While a pre-approval is not a commitment to finance you, it does say that you are a good candidate for buying a home. It sends an important message to everyone involved in the home-buying process.
- It Tells the Seller, "I'm serious"
For every home you view, there's a seller who has spent time and money getting it into market-ready condition. Home sellers clean, paint, and comply with repair and staging recommendations. They schedule open houses and leave home at a moment's notice for last-minute showings.
A seller puts forth a lot of effort so buyers can come in and take a look. In exchange for that effort, a seller wants to know that the strangers wandering through their home are serious buyers. A pre-approval tells a seller that if you really want their home enough to buy it, you have the financial ability to complete the deal. It tells them you are a serious buyer. It may also give you an edge in negotiating a better price.
- It Tells Your REALTOR®, "I won't waste your time"
Professional real estate agents are happy to help you find the home of your dreams. They locate homes that meet your specifications and accompany you to as many showings as you desire. Your agent will commit to your home-buying vision, but they need to know up front that you can meet the financial requirements.
The pre-approval process reviews your personal information, credit history, income, and background before confirming that you are a good candidate for a home mortgage. The process may seem tedious, but it allows the mortgage company to project your creditworthiness as well as the mortgage amount you can afford.
Your pre-approval also serves to pre-screen you as safe and non-threatening. That's important to realtors who often find themselves alone with strangers in uninhabited homes.
- It Lets You Know, "I'm ready to buy a home"
When you haven't taken steps to get pre-approved for a mortgage, house-hunting is more like window shopping. You peek inside homes you may be curious about. You check out the decor, see the color schemes, and get an idea of what you may or may not want. You may think that you are ready to buy a home, but until you're pre-approved, you must admit that you are simply window shopping.

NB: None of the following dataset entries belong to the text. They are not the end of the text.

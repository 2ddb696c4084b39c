//! Printable materials and their prices.

use serde::{Deserialize, Serialize};

use crate::error::{QuoteError, Result};
use crate::types::MaterialPricing;

#[derive(Debug, Clone, Copy, PartialEq, Eq, Hash, Serialize, Deserialize)]
#[serde(rename_all = "SCREAMING_SNAKE_CASE")]
pub enum MaterialCategory {
    Photo,
    FineArt,
    Canvas,
}

impl MaterialCategory {
    pub const ALL: [MaterialCategory; 3] = [
        MaterialCategory::Photo,
        MaterialCategory::FineArt,
        MaterialCategory::Canvas,
    ];

    pub fn label(&self) -> &'static str {
        match self {
            MaterialCategory::Photo => "Photo line",
            MaterialCategory::FineArt => "Fine Art line",
            MaterialCategory::Canvas => "Canvas line",
        }
    }
}

#[derive(Debug, Clone, PartialEq, Serialize, Deserialize)]
pub struct Material {
    pub id: String,
    pub name: String,
    pub sell_price_per_m2: f64,
    /// Cost basis, used as the waste price when present.
    #[serde(default)]
    pub cost_price_per_m2: Option<f64>,
    pub description: String,
    pub category: MaterialCategory,
}

impl Material {
    /// Ad-hoc material for a price typed in by hand rather than picked from the catalog.
    pub fn custom(pricing: MaterialPricing) -> Self {
        Self {
            id: "custom".to_string(),
            name: "Custom material".to_string(),
            sell_price_per_m2: pricing.sell_price_per_m2,
            cost_price_per_m2: pricing.waste_price_per_m2,
            description: String::new(),
            category: MaterialCategory::Photo,
        }
    }

    pub fn pricing(&self) -> MaterialPricing {
        MaterialPricing {
            sell_price_per_m2: self.sell_price_per_m2,
            waste_price_per_m2: self.cost_price_per_m2,
        }
    }
}

#[derive(Debug, Clone, Serialize)]
pub struct CategoryGroup<'a> {
    pub category: MaterialCategory,
    pub label: &'static str,
    pub materials: Vec<&'a Material>,
}

#[derive(Debug, Clone, Default)]
pub struct Catalog {
    materials: Vec<Material>,
}

impl Catalog {
    pub fn new(materials: Vec<Material>) -> Self {
        Self { materials }
    }

    /// The house paper range.
    pub fn seed() -> Self {
        let material = |id: &str, name: &str, price: f64, description: &str, category| Material {
            id: id.to_string(),
            name: name.to_string(),
            sell_price_per_m2: price,
            cost_price_per_m2: None,
            description: description.to_string(),
            category,
        };
        Self::new(vec![
            material(
                "p1",
                "Hahnemühle Photo Rag 308g",
                450.0,
                "100% cotton paper with a smooth texture, the most popular Fine Art choice.",
                MaterialCategory::FineArt,
            ),
            material(
                "p2",
                "Hahnemühle Bamboo 290g",
                480.0,
                "90% bamboo fibres, eco-friendly with a warm natural tone.",
                MaterialCategory::FineArt,
            ),
            material(
                "ph1",
                "Photo Matte 200g",
                250.0,
                "High-resolution matte paper, ideal for shoots and sample books.",
                MaterialCategory::Photo,
            ),
            material(
                "ph2",
                "Photo Glossy 240g",
                280.0,
                "High-gloss paper with sharp detail and strong contrast.",
                MaterialCategory::Photo,
            ),
            material(
                "c1",
                "Canvas Canson PhotoArt Pro",
                380.0,
                "High-quality water-resistant canvas.",
                MaterialCategory::Canvas,
            ),
        ])
    }

    pub fn materials(&self) -> &[Material] {
        &self.materials
    }

    pub fn get(&self, id: &str) -> Option<&Material> {
        self.materials.iter().find(|m| m.id == id)
    }

    /// Looks up the selected material, failing when nothing is selected.
    pub fn resolve(&self, id: Option<&str>) -> Result<&Material> {
        let id = id
            .map(str::trim)
            .filter(|id| !id.is_empty())
            .ok_or(QuoteError::NoMaterialSelected)?;
        self.get(id)
            .ok_or_else(|| QuoteError::UnknownMaterial(id.to_string()))
    }

    /// Materials grouped Photo, Fine Art, Canvas; catalog order within each group.
    pub fn by_category(&self) -> Vec<CategoryGroup<'_>> {
        MaterialCategory::ALL
            .iter()
            .map(|&category| CategoryGroup {
                category,
                label: category.label(),
                materials: self
                    .materials
                    .iter()
                    .filter(|m| m.category == category)
                    .collect(),
            })
            .collect()
    }
}
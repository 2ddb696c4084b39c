use serde::{Deserialize, Serialize};

use crate::config::{CM_PER_M, DEFAULT_WASTE_PRICE_RATIO, STANDARD_ROLL_WIDTHS_CM};
use crate::error::{QuoteError, Result};

/// A rectangle in centimeters.
#[derive(Debug, Clone, Copy, PartialEq, Serialize, Deserialize)]
pub struct Size {
    pub width: f64,
    pub height: f64,
}

impl Size {
    pub fn new(width: f64, height: f64) -> Self {
        Self { width, height }
    }

    pub fn area_m2(&self) -> f64 {
        (self.width / CM_PER_M) * (self.height / CM_PER_M)
    }

    /// Grows both dimensions by `margin` on each side.
    pub fn inflated(&self, margin: f64) -> Self {
        Self {
            width: self.width + 2.0 * margin,
            height: self.height + 2.0 * margin,
        }
    }
}

impl std::fmt::Display for Size {
    fn fmt(&self, f: &mut std::fmt::Formatter<'_>) -> std::fmt::Result {
        write!(f, "{}x{}", self.width, self.height)
    }
}

/// Available roll stock widths (cm), kept sorted ascending.
///
/// The order matters: the optimizer breaks cost ties in favour of the
/// first candidate it evaluates, so iteration must be reproducible.
#[derive(Debug, Clone, PartialEq, Serialize)]
pub struct RollCatalog {
    widths: Vec<f64>,
}

impl RollCatalog {
    pub fn new(mut widths: Vec<f64>) -> Result<Self> {
        if widths.is_empty() {
            return Err(QuoteError::InvalidRollCatalog(
                "at least one roll width is required".to_string(),
            ));
        }
        if let Some(bad) = widths.iter().find(|w| !w.is_finite() || **w <= 0.0) {
            return Err(QuoteError::InvalidRollCatalog(format!(
                "roll width must be positive, got {bad}"
            )));
        }
        widths.sort_by(f64::total_cmp);
        widths.dedup();
        Ok(Self { widths })
    }

    /// The 61cm and 111cm rolls stocked by default.
    pub fn standard() -> Self {
        Self {
            widths: STANDARD_ROLL_WIDTHS_CM.to_vec(),
        }
    }

    pub fn widths(&self) -> &[f64] {
        &self.widths
    }

    pub fn widest(&self) -> f64 {
        self.widths.last().copied().unwrap_or(0.0)
    }
}

impl Default for RollCatalog {
    fn default() -> Self {
        Self::standard()
    }
}

/// Per-m² prices for a material.
#[derive(Debug, Clone, Copy, PartialEq, Serialize, Deserialize)]
pub struct MaterialPricing {
    pub sell_price_per_m2: f64,
    /// Explicit price for off-cut area. `None` means
    /// [`DEFAULT_WASTE_PRICE_RATIO`] of the sell price.
    #[serde(default)]
    pub waste_price_per_m2: Option<f64>,
}

impl MaterialPricing {
    pub fn new(sell_price_per_m2: f64, waste_price_per_m2: Option<f64>) -> Result<Self> {
        if !sell_price_per_m2.is_finite() || sell_price_per_m2 <= 0.0 {
            return Err(QuoteError::InvalidPricing(format!(
                "sell price must be positive, got {sell_price_per_m2}"
            )));
        }
        if let Some(waste) = waste_price_per_m2
            && (!waste.is_finite() || waste < 0.0)
        {
            return Err(QuoteError::InvalidPricing(format!(
                "waste price must be non-negative, got {waste}"
            )));
        }
        Ok(Self {
            sell_price_per_m2,
            waste_price_per_m2,
        })
    }

    pub fn waste_rate(&self) -> f64 {
        self.waste_price_per_m2
            .unwrap_or(self.sell_price_per_m2 * DEFAULT_WASTE_PRICE_RATIO)
    }
}

/// A customer's requested print, in centimeters, before margins.
#[derive(Debug, Clone, Copy, PartialEq, Serialize, Deserialize)]
pub struct PrintRequest {
    pub width: f64,
    pub height: f64,
    #[serde(default)]
    pub margin: f64,
    #[serde(default = "default_quantity")]
    pub quantity: u32,
}

fn default_quantity() -> u32 {
    1
}

impl PrintRequest {
    pub fn new(width: f64, height: f64, margin: f64, quantity: u32) -> Self {
        Self {
            width,
            height,
            margin,
            quantity,
        }
    }

    pub fn size(&self) -> Size {
        Size::new(self.width, self.height)
    }

    /// Print size with the margin added on every side.
    pub fn inflated(&self) -> Size {
        self.size().inflated(self.margin)
    }

    /// Input gate run by callers before quoting. The optimizer assumes it passed.
    pub fn validate(&self) -> Result<()> {
        if !self.width.is_finite() || self.width <= 0.0 {
            return Err(QuoteError::InvalidRequest(format!(
                "width must be positive, got {}",
                self.width
            )));
        }
        if !self.height.is_finite() || self.height <= 0.0 {
            return Err(QuoteError::InvalidRequest(format!(
                "height must be positive, got {}",
                self.height
            )));
        }
        if !self.margin.is_finite() || self.margin < 0.0 {
            return Err(QuoteError::InvalidRequest(format!(
                "margin must be non-negative, got {}",
                self.margin
            )));
        }
        if self.quantity == 0 {
            return Err(QuoteError::InvalidRequest(
                "quantity must be at least 1".to_string(),
            ));
        }
        Ok(())
    }
}

#[derive(Debug, Clone, Copy, PartialEq, Eq, Serialize, Deserialize)]
#[serde(rename_all = "lowercase")]
pub enum Orientation {
    /// Inflated width runs across the roll.
    Portrait,
    /// Inflated height runs across the roll.
    Landscape,
}

impl std::fmt::Display for Orientation {
    fn fmt(&self, f: &mut std::fmt::Formatter<'_>) -> std::fmt::Result {
        match self {
            Orientation::Portrait => write!(f, "portrait"),
            Orientation::Landscape => write!(f, "landscape"),
        }
    }
}

/// The print placed on a roll.
#[derive(Debug, Clone, Copy, PartialEq, Serialize)]
pub struct FittedLayout {
    pub roll_width: f64,
    pub orientation: Orientation,
    /// Length pulled off the roll, in cm.
    pub used_length: f64,
    /// Unprinted strip left across the roll, in cm.
    pub waste_width: f64,
    pub total_area_m2: f64,
    pub print_area_m2: f64,
    pub waste_area_m2: f64,
    pub unit_cost: f64,
    pub total_cost: f64,
    /// Print area over consumed roll area, as an unrounded percentage.
    pub utilization: f64,
    pub final_width_m: f64,
    pub final_height_m: f64,
}

impl FittedLayout {
    pub fn utilization_percent(&self) -> u32 {
        self.utilization.round() as u32
    }
}

/// The print is wider than every roll in both orientations; priced by plain area.
#[derive(Debug, Clone, Copy, PartialEq, Serialize)]
pub struct OversizedLayout {
    pub area_m2: f64,
    pub unit_cost: f64,
    pub total_cost: f64,
    pub final_width_m: f64,
    pub final_height_m: f64,
}

#[derive(Debug, Clone, Copy, PartialEq, Serialize)]
#[serde(tag = "kind", rename_all = "lowercase")]
pub enum LayoutResult {
    Fitted(FittedLayout),
    Oversized(OversizedLayout),
}

impl LayoutResult {
    pub fn unit_cost(&self) -> f64 {
        match self {
            LayoutResult::Fitted(f) => f.unit_cost,
            LayoutResult::Oversized(o) => o.unit_cost,
        }
    }

    pub fn total_cost(&self) -> f64 {
        match self {
            LayoutResult::Fitted(f) => f.total_cost,
            LayoutResult::Oversized(o) => o.total_cost,
        }
    }

    pub fn final_width_m(&self) -> f64 {
        match self {
            LayoutResult::Fitted(f) => f.final_width_m,
            LayoutResult::Oversized(o) => o.final_width_m,
        }
    }

    pub fn final_height_m(&self) -> f64 {
        match self {
            LayoutResult::Fitted(f) => f.final_height_m,
            LayoutResult::Oversized(o) => o.final_height_m,
        }
    }

    /// True when fallback area pricing was used.
    pub fn is_oversized(&self) -> bool {
        matches!(self, LayoutResult::Oversized(_))
    }

    pub fn fitted(&self) -> Option<&FittedLayout> {
        match self {
            LayoutResult::Fitted(f) => Some(f),
            LayoutResult::Oversized(_) => None,
        }
    }

    pub fn description(&self) -> String {
        match self {
            LayoutResult::Fitted(f) => format!(
                "Roll {}cm (utilization {}%)",
                f.roll_width,
                f.utilization_percent()
            ),
            LayoutResult::Oversized(_) => "Size exceeds standard rolls".to_string(),
        }
    }
}
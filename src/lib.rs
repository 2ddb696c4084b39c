//! Roll-stock quoting for large-format prints.
//!
//! [`layout::compute_layout`] picks the cheapest roll and orientation for a
//! print; the remaining modules turn those quotes into an order and a
//! checkout.

pub mod api;
pub mod catalog;
pub mod checkout;
pub mod config;
pub mod error;
pub mod layout;
pub mod order;
pub mod render;
pub mod types;
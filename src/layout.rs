//! Roll layout optimizer.
//!
//! Places a single print on the cheapest roll. Every roll is tried in
//! both orientations and the candidates are compared by cost rather than
//! by raw waste, because off-cut area is billed at a different rate than
//! printed area.

use crate::config::CM_PER_M;
use crate::types::{
    FittedLayout, LayoutResult, MaterialPricing, Orientation, OversizedLayout, PrintRequest,
    RollCatalog, Size,
};

#[derive(Debug, Clone, Copy)]
struct Candidate {
    roll_width: f64,
    orientation: Orientation,
    used_length: f64,
    waste_width: f64,
    total_area_m2: f64,
    print_area_m2: f64,
    waste_area_m2: f64,
    unit_cost: f64,
}

/// Finds the cheapest placement of `request` across `rolls`.
///
/// Assumes `request` passed [`PrintRequest::validate`]. Rolls are evaluated
/// in ascending width order, portrait before landscape, and a later
/// candidate only wins on strictly lower cost, so ties go to the first one
/// evaluated. Falls back to plain area pricing when nothing fits.
pub fn compute_layout(
    request: &PrintRequest,
    pricing: &MaterialPricing,
    rolls: &RollCatalog,
) -> LayoutResult {
    let print = request.inflated();
    let quantity = f64::from(request.quantity);

    let mut best: Option<Candidate> = None;
    for &roll_width in rolls.widths() {
        for orientation in [Orientation::Portrait, Orientation::Landscape] {
            let Some(candidate) = evaluate(print, roll_width, orientation, pricing) else {
                continue;
            };
            tracing::debug!(
                roll_width,
                %orientation,
                unit_cost = candidate.unit_cost,
                "layout candidate"
            );
            if best.is_none_or(|b| candidate.unit_cost < b.unit_cost) {
                best = Some(candidate);
            }
        }
    }

    let final_width_m = print.width / CM_PER_M;
    let final_height_m = print.height / CM_PER_M;

    match best {
        Some(c) => {
            tracing::debug!(
                roll_width = c.roll_width,
                orientation = %c.orientation,
                unit_cost = c.unit_cost,
                "selected layout"
            );
            LayoutResult::Fitted(FittedLayout {
                roll_width: c.roll_width,
                orientation: c.orientation,
                used_length: c.used_length,
                waste_width: c.waste_width,
                total_area_m2: c.total_area_m2,
                print_area_m2: c.print_area_m2,
                waste_area_m2: c.waste_area_m2,
                unit_cost: c.unit_cost,
                total_cost: c.unit_cost * quantity,
                utilization: c.print_area_m2 / c.total_area_m2 * 100.0,
                final_width_m,
                final_height_m,
            })
        }
        None => {
            let area_m2 = final_width_m * final_height_m;
            let unit_cost = area_m2 * pricing.sell_price_per_m2;
            tracing::debug!(%print, widest = rolls.widest(), "print exceeds every roll");
            LayoutResult::Oversized(OversizedLayout {
                area_m2,
                unit_cost,
                total_cost: unit_cost * quantity,
                final_width_m,
                final_height_m,
            })
        }
    }
}

fn evaluate(
    print: Size,
    roll_width: f64,
    orientation: Orientation,
    pricing: &MaterialPricing,
) -> Option<Candidate> {
    let (across, used_length) = match orientation {
        Orientation::Portrait => (print.width, print.height),
        Orientation::Landscape => (print.height, print.width),
    };
    if across > roll_width {
        return None;
    }

    let total_area_m2 = (roll_width / CM_PER_M) * (used_length / CM_PER_M);
    let print_area_m2 = print.area_m2();
    let waste_area_m2 = total_area_m2 - print_area_m2;
    let unit_cost =
        print_area_m2 * pricing.sell_price_per_m2 + waste_area_m2 * pricing.waste_rate();

    Some(Candidate {
        roll_width,
        orientation,
        used_length,
        waste_width: roll_width - across,
        total_area_m2,
        print_area_m2,
        waste_area_m2,
        unit_cost,
    })
}
pub mod manager;
pub mod memory;
pub mod models;
pub mod repository;

use std::sync::Arc;

use async_trait::async_trait;
use thiserror::Error;
use uuid::Uuid;

pub use manager::{connect, migrate};
pub use memory::{MemoryTable, MemoryUsers};
pub use models::{NewUser, Note, OwnedResource, Resource, Todo, User};
pub use repository::PgStore;

/// Errors surfaced by any store backend
#[derive(Debug, Error)]
pub enum StoreError {
    #[error("Missing configuration: {0}")]
    ConfigMissing(&'static str),

    #[error("{0}")]
    Conflict(String),

    #[error("Backend error: {0}")]
    Backend(String),

    #[error(transparent)]
    Sqlx(sqlx::Error),

    #[error(transparent)]
    Migrate(#[from] sqlx::migrate::MigrateError),
}

/// Unique constraint on `users.email`, named in the initial migration.
pub const USERS_EMAIL_CONSTRAINT: &str = "users_email_key";

/// Client-facing conflict message for a unique violation on `constraint`.
/// Violations of any other constraint are not conflicts the client caused.
fn conflict_message(constraint: Option<&str>) -> Option<&'static str> {
    match constraint {
        Some(USERS_EMAIL_CONSTRAINT) => Some("Email already exists"),
        _ => None,
    }
}

impl From<sqlx::Error> for StoreError {
    fn from(err: sqlx::Error) -> Self {
        if let sqlx::Error::Database(db_err) = &err {
            if db_err.is_unique_violation() {
                if let Some(message) = conflict_message(db_err.constraint()) {
                    return StoreError::Conflict(message.to_string());
                }
            }
        }
        StoreError::Sqlx(err)
    }
}

/// Account rows, looked up by their unique email.
#[async_trait]
pub trait UserStore: Send + Sync {
    async fn find_by_email(&self, email: &str) -> Result<Option<User>, StoreError>;

    /// Fails with [`StoreError::Conflict`] when the email is taken.
    async fn create(&self, user: NewUser) -> Result<User, StoreError>;

    async fn ping(&self) -> Result<(), StoreError> {
        Ok(())
    }
}

/// Rows owned by exactly one user.
///
/// `update` and `delete` only touch a row whose owner matches, so a write
/// racing an ownership change finds nothing.
#[async_trait]
pub trait ResourceStore<R: Send + Sync + 'static>: Send + Sync {
    async fn find(&self, id: Uuid) -> Result<Option<R>, StoreError>;

    /// All rows for `owner_id`, most recent first.
    async fn list_for_owner(&self, owner_id: Uuid) -> Result<Vec<R>, StoreError>;

    async fn insert(&self, resource: &R) -> Result<R, StoreError>;

    async fn update(&self, resource: &R) -> Result<Option<R>, StoreError>;

    async fn delete(&self, id: Uuid, owner_id: Uuid) -> Result<bool, StoreError>;
}

/// Handle to every store the handlers need. Built once at startup and
/// cloned into each request through the application state.
#[derive(Clone)]
pub struct Database {
    users: Arc<dyn UserStore>,
    todos: Arc<dyn ResourceStore<Todo>>,
    notes: Arc<dyn ResourceStore<Note>>,
}

impl Database {
    pub fn new(
        users: Arc<dyn UserStore>,
        todos: Arc<dyn ResourceStore<Todo>>,
        notes: Arc<dyn ResourceStore<Note>>,
    ) -> Self {
        Self { users, todos, notes }
    }

    pub fn postgres(pool: sqlx::PgPool) -> Self {
        let store = Arc::new(PgStore::new(pool));
        Self::new(store.clone(), store.clone(), store)
    }

    pub fn in_memory() -> Self {
        Self::new(
            Arc::new(MemoryUsers::default()),
            Arc::new(MemoryTable::<Todo>::default()),
            Arc::new(MemoryTable::<Note>::default()),
        )
    }

    pub fn users(&self) -> &dyn UserStore {
        self.users.as_ref()
    }

    pub fn todos(&self) -> &dyn ResourceStore<Todo> {
        self.todos.as_ref()
    }

    pub fn notes(&self) -> &dyn ResourceStore<Note> {
        self.notes.as_ref()
    }

    pub async fn health_check(&self) -> Result<(), StoreError> {
        self.users.ping().await
    }
}
use axum::{
    async_trait,
    extract::FromRequestParts,
    http::{request::Parts, HeaderMap},
};
use axum_extra::extract::cookie::CookieJar;

use crate::auth::TOKEN_COOKIE;
use crate::database::User;
use crate::error::ApiError;
use crate::state::AppState;

/// The account behind the session cookie of the current request.
///
/// Every protected handler takes this extractor instead of reading the
/// cookie itself, so the gate runs identically everywhere.
#[derive(Clone, Debug)]
pub struct CurrentUser(pub User);

#[async_trait]
impl FromRequestParts<AppState> for CurrentUser {
    type Rejection = ApiError;

    async fn from_request_parts(parts: &mut Parts, state: &AppState) -> Result<Self, Self::Rejection> {
        authenticate(state, &parts.headers).await.map(CurrentUser)
    }
}

/// Credential gate: cookie -> verified claims -> user row.
///
/// Fails with `Unauthorized` when the cookie is missing or the token does not
/// verify, and with `NotFound` when the token names an unknown email.
pub async fn authenticate(state: &AppState, headers: &HeaderMap) -> Result<User, ApiError> {
    let token = token_from_headers(headers).ok_or_else(|| ApiError::unauthorized("No token provided"))?;

    let claims = state.tokens.verify(&token).map_err(|e| {
        tracing::debug!("Rejected session token: {}", e);
        ApiError::from(e)
    })?;

    let user = state
        .db
        .users()
        .find_by_email(&claims.email)
        .await?
        .ok_or_else(|| {
            tracing::warn!("Valid token for unknown account '{}'", claims.email);
            ApiError::not_found("User not found")
        })?;

    tracing::debug!("Authenticated request for user {}", user.id);
    Ok(user)
}

/// Extract the session token from the `Cookie` header, if any.
pub fn token_from_headers(headers: &HeaderMap) -> Option<String> {
    CookieJar::from_headers(headers)
        .get(TOKEN_COOKIE)
        .map(|cookie| cookie.value().to_string())
        .filter(|value| !value.is_empty())
}
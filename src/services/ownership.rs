//! Ownership-checked operations shared by every user-owned resource.
//!
//! A resource that exists but belongs to someone else is reported exactly
//! like one that does not exist, so ids of other users' rows cannot be probed.

use chrono::Utc;
use uuid::Uuid;

use crate::database::{Database, Resource, User};
use crate::error::ApiError;

/// Every row `user` owns, most recent first.
pub async fn list_owned<R: Resource>(db: &Database, user: &User) -> Result<Vec<R>, ApiError> {
    Ok(R::store(db).list_for_owner(user.id).await?)
}

/// Create a row owned by `user`. Ownership never comes from the request body.
pub async fn create_owned<R: Resource>(db: &Database, user: &User, draft: R::Draft) -> Result<R, ApiError> {
    let resource = R::from_draft(user.id, draft, Utc::now())?;
    let created = R::store(db).insert(&resource).await?;
    tracing::info!("Created {} {} for user {}", R::KIND, created.id(), user.id);
    Ok(created)
}

/// Fetch a row by its raw path id, failing with `NotFound` unless `user` owns it.
pub async fn find_owned<R: Resource>(db: &Database, user: &User, raw_id: &str) -> Result<R, ApiError> {
    let Ok(id) = Uuid::parse_str(raw_id) else {
        return Err(R::not_found());
    };

    match R::store(db).find(id).await? {
        Some(resource) if resource.is_owned_by(user.id) => Ok(resource),
        Some(_) => {
            tracing::debug!("User {} asked for {} {} owned by someone else", user.id, R::KIND, id);
            Err(R::not_found())
        }
        None => Err(R::not_found()),
    }
}

/// Merge `patch` into an owned row and persist it.
pub async fn update_owned<R: Resource>(
    db: &Database,
    user: &User,
    raw_id: &str,
    patch: R::Patch,
) -> Result<R, ApiError> {
    let mut resource: R = find_owned(db, user, raw_id).await?;
    resource.apply_patch(patch, Utc::now());

    R::store(db).update(&resource).await?.ok_or_else(R::not_found)
}

/// Remove an owned row.
pub async fn delete_owned<R: Resource>(db: &Database, user: &User, raw_id: &str) -> Result<(), ApiError> {
    let resource: R = find_owned(db, user, raw_id).await?;

    if R::store(db).delete(resource.id(), user.id).await? {
        tracing::info!("Deleted {} {} for user {}", R::KIND, resource.id(), user.id);
        Ok(())
    } else {
        Err(R::not_found())
    }
}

Your commitment to the pre-approval process lets you know that you're ready to buy a home, and it confirms that you have the ability to do it. Instead of simply looking, when you see the home you want, you can make a legitimate offer. If your offer is accepted, you'll have a mortgage company that's willing to work with you to finalize the sale.
- Ask Your Real Estate Professional
When you're ready to begin your search for a new home, contact a real estate professional. A realtor can further explain how a mortgage pre-approval letter can ease your home-buying process.
Your real estate agent has your best interests in mind, so trust them when they ask you questions that might catch you off-guard. The more you cooperate, the more likely you'll land your dream home.